▶ Work instructions
Identify all lines of the data containing the string "StagedCommand" and copy them.
-- Opening Marker --
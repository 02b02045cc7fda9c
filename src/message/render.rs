//! Final message assembly.

use super::payload::CommitPayload;

/// Renders the finalized commit message.
///
/// The first line is the subject, ticket-prefixed as `[TICKET] subject` when
/// a ticket is present. Body content, when any exists, follows one blank
/// line: the `BREAKING CHANGE: ` line first, then each bullet as `- text`.
/// The output always ends with exactly one trailing newline and contains no
/// trailing blank lines.
pub fn render(payload: &CommitPayload, ticket: Option<&str>) -> String {
    let mut out = String::new();

    match ticket {
        Some(ticket) => out.push_str(&format!("[{ticket}] {}\n", payload.subject)),
        None => {
            out.push_str(&payload.subject);
            out.push('\n');
        }
    }

    let has_body = !payload.breaking_change.is_empty() || !payload.bullets.is_empty();
    if has_body {
        out.push('\n');
        if !payload.breaking_change.is_empty() {
            out.push_str(&format!("BREAKING CHANGE: {}\n", payload.breaking_change));
        }
        for bullet in &payload.bullets {
            out.push_str(&format!("- {bullet}\n"));
        }
    }

    out
}
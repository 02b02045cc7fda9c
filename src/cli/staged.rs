//! Staged-change CLI commands.

use anyhow::{Context, Result};
use clap::{Parser, Subcommand};

use crate::git::{GitRepository, StagedSummary};

/// Staged-change operations.
#[derive(Parser)]
pub struct StagedCommand {
    /// Staged subcommand to execute.
    #[command(subcommand)]
    pub command: StagedSubcommands,
}

/// Staged subcommands.
#[derive(Subcommand)]
pub enum StagedSubcommands {
    /// Prints the staged-change summary as YAML.
    View(ViewCommand),
}

impl StagedCommand {
    /// Executes the staged command.
    pub fn execute(self) -> Result<()> {
        match self.command {
            StagedSubcommands::View(view_cmd) => view_cmd.execute(),
        }
    }
}

/// View command options.
#[derive(Parser)]
pub struct ViewCommand {}

impl ViewCommand {
    /// Executes the view command.
    pub fn execute(self) -> Result<()> {
        let repo = GitRepository::open()
            .context("Failed to open git repository. Make sure you're in a git repository.")?;
        let summary = StagedSummary::from_repository(&repo)?;

        let yaml =
            serde_yaml::to_string(&summary).context("Failed to serialize staged summary")?;
        print!("{yaml}");
        Ok(())
    }
}
//! Git repository operations

use anyhow::{Context, Result};
use git2::Repository;

/// Git repository wrapper
pub struct GitRepository {
    repo: Repository,
}

impl GitRepository {
    /// Open repository at current directory
    pub fn open() -> Result<Self> {
        let repo = Repository::open(".").context("Not in a git repository")?;

        Ok(Self { repo })
    }

    /// Open repository at specified path
    pub fn open_at<P: AsRef<std::path::Path>>(path: P) -> Result<Self> {
        let repo = Repository::open(path).context("Failed to open git repository")?;

        Ok(Self { repo })
    }

    /// Get access to the underlying git2::Repository
    pub fn repository(&self) -> &Repository {
        &self.repo
    }
}
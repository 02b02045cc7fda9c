//! CLI interface for commit-tidy

use anyhow::Result;
use clap::{Parser, Subcommand};

pub mod message;
pub mod staged;

/// commit-tidy: conventional commit messages from model output
#[derive(Parser)]
#[command(name = "commit-tidy")]
#[command(
    about = "Normalizes language-model output into conventional commit messages",
    long_about = None
)]
#[command(version)]
pub struct Cli {
    /// The main command to execute
    #[command(subcommand)]
    pub command: Commands,
}

/// Main command categories
#[derive(Subcommand)]
pub enum Commands {
    /// Commit-message operations
    Message(message::MessageCommand),
    /// Staged-change operations
    Staged(staged::StagedCommand),
}

impl Cli {
    /// Execute the CLI command
    pub fn execute(self) -> Result<()> {
        match self.command {
            Commands::Message(message_cmd) => message_cmd.execute(),
            Commands::Staged(staged_cmd) => staged_cmd.execute(),
        }
    }
}
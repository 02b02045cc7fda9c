//! Verbosity levels and the bullet-count policy they imply.

/// How much body detail the generated message carries.
#[derive(Debug, Clone, Copy, PartialEq, Eq)]
pub enum VerbosityLevel {
    /// Subject only; breaking changes are still shown.
    Minimal,
    /// Short body: one to three bullets.
    Standard,
    /// Detailed body: three to five bullets.
    Detailed,
}

impl VerbosityLevel {
    /// Maps the `-v` flag count to a level (`0`, `1`, `2` and above).
    pub fn from_flag_count(count: u8) -> Self {
        match count {
            0 => Self::Minimal,
            1 => Self::Standard,
            _ => Self::Detailed,
        }
    }

    /// Returns the bullet policy for this level.
    pub fn policy(self) -> VerbosityPolicy {
        match self {
            Self::Minimal => VerbosityPolicy {
                min_bullets: 0,
                max_bullets: 0,
                force_empty: true,
            },
            Self::Standard => VerbosityPolicy {
                min_bullets: 1,
                max_bullets: 3,
                force_empty: false,
            },
            Self::Detailed => VerbosityPolicy {
                min_bullets: 3,
                max_bullets: 5,
                force_empty: false,
            },
        }
    }
}

/// Bullet-count contract carried explicitly through the pipeline instead of
/// being read from ambient state.
#[derive(Debug, Clone, Copy)]
pub struct VerbosityPolicy {
    /// Fewest bullets the structured path may emit.
    pub min_bullets: usize,
    /// Most bullets either path may emit.
    pub max_bullets: usize,
    /// Drops all bullets regardless of source.
    pub force_empty: bool,
}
-- Closing Marker --
▶ Worked solution
pub struct StagedCommand {
impl StagedCommand {
    Staged(staged::StagedCommand),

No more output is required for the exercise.